The Stags is a clear representation of how two transformed motor scooters can be refined to represent living animal as a complete synthesis of nature and technology. The sculpture refers specifically to the customised Vespa’s ridden mainly through the 1960s and occasionally now in the modern day as well. Like customised vehicles, these scooters have taken on individual identities and are no longer factory-made ‘clones’. They are apparently alive and possibly even genetically unique. As Piccinini has said, ‘the point of crafting another life is so that you can talk about this one…’ and her creations question what the outcome might be as humanity and technology become ever more entwined.

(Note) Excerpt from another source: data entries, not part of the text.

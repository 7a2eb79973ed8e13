//! Column letter arithmetic.
//!
//! Columns are ranked with bijective base-26 counting: `A` = 1, `Z` = 26,
//! `AA` = 27, `AZ` = 52, `BA` = 53 and so on. There is no column zero.

/// Return the 1-based rank of a column label (case-insensitive).
///
/// Returns `None` for an empty label, a label containing anything other than
/// ASCII letters, or a label too long to rank in a `u64`.
pub fn column_rank(letters: &str) -> Option<u64> {
    if letters.is_empty() {
        return None;
    }

    let mut rank = 0u64;
    for c in letters.bytes() {
        if !c.is_ascii_alphabetic() {
            return None;
        }
        let digit = u64::from(c.to_ascii_uppercase() - b'A') + 1;
        rank = rank.checked_mul(26)?.checked_add(digit)?;
    }
    Some(rank)
}

/// Convert a 1-based rank back to its upper-case column label (1 -> A, 27 -> AA).
pub fn column_letters(rank: u64) -> Option<String> {
    if rank == 0 {
        return None;
    }

    let mut result = Vec::new();
    let mut n = rank;
    while n > 0 {
        n -= 1;
        result.push(b'A' + (n % 26) as u8);
        n /= 26;
    }
    result.reverse();
    String::from_utf8(result).ok()
}

#[cfg(test)]
mod tests {
    use super::*;
    use proptest::prelude::*;

    #[test]
    fn test_rank_single_letters() {
        assert_eq!(column_rank("A"), Some(1));
        assert_eq!(column_rank("B"), Some(2));
        assert_eq!(column_rank("Z"), Some(26));
        assert_eq!(column_rank("z"), Some(26));
    }

    #[test]
    fn test_rank_multi_letters() {
        assert_eq!(column_rank("AA"), Some(27));
        assert_eq!(column_rank("AB"), Some(28));
        assert_eq!(column_rank("AZ"), Some(52));
        assert_eq!(column_rank("BA"), Some(53));
        assert_eq!(column_rank("ZZ"), Some(702));
        assert_eq!(column_rank("AAA"), Some(703));
        assert_eq!(column_rank("XFD"), Some(16_384));
    }

    #[test]
    fn test_rank_rejects_non_letters() {
        assert_eq!(column_rank(""), None);
        assert_eq!(column_rank("A1"), None);
        assert_eq!(column_rank("$A"), None);
        assert_eq!(column_rank("Ä"), None);
    }

    #[test]
    fn test_rank_overflow_returns_none() {
        assert_eq!(column_rank(&"Z".repeat(40)), None);
    }

    #[test]
    fn test_letters_examples() {
        assert_eq!(column_letters(0), None);
        assert_eq!(column_letters(1).as_deref(), Some("A"));
        assert_eq!(column_letters(26).as_deref(), Some("Z"));
        assert_eq!(column_letters(27).as_deref(), Some("AA"));
        assert_eq!(column_letters(52).as_deref(), Some("AZ"));
        assert_eq!(column_letters(53).as_deref(), Some("BA"));
        assert_eq!(column_letters(16_384).as_deref(), Some("XFD"));
    }

    #[test]
    fn test_letters_handles_max_u64() {
        let letters = column_letters(u64::MAX).unwrap();
        assert!(letters.chars().all(|c| c.is_ascii_uppercase()));
        assert_eq!(column_rank(&letters), Some(u64::MAX));
    }

    proptest! {
        #[test]
        fn rank_is_monotonic(rank in 1u64..10_000_000) {
            let here = column_letters(rank).unwrap();
            let next = column_letters(rank + 1).unwrap();
            prop_assert!(column_rank(&here).unwrap() < column_rank(&next).unwrap());
        }

        #[test]
        fn letters_invert_rank(rank in 1u64..u64::MAX) {
            let letters = column_letters(rank).unwrap();
            prop_assert_eq!(column_rank(&letters), Some(rank));
        }
    }
}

I think that as a species we are on the brink of bringing forth new life-forms through genetic manipulation and even through melding biology and computers. Already we alter organisms to make them more useful to us, we change genetic features in order to create perfection and we are on the verge of unravelling our genetic code therefore giving us access to the source code of our being. Piccinini’s work questions where the boundaries lie between what is natural and what is made. Using the Vespa’s or “stags” as a way of expressing what could happen if we let Mother Nature take its own course, or even further what could happen in the advances of the rapidly expanding technological development.
Patricia Piccinini advances the science a few decades to conjure beings not yet extant, this is defiantly shown through sculpture ‘The Stags’, as Piccinini tackles the ethical issues of synthetic life, adjusting evolution, the footprint humans leave behind and the future of our survival. “My work is about the definition of what we consider natural and what we consider artificial” and her sculpture ‘The Stags’ clearly questions the way these two are entwined within each other.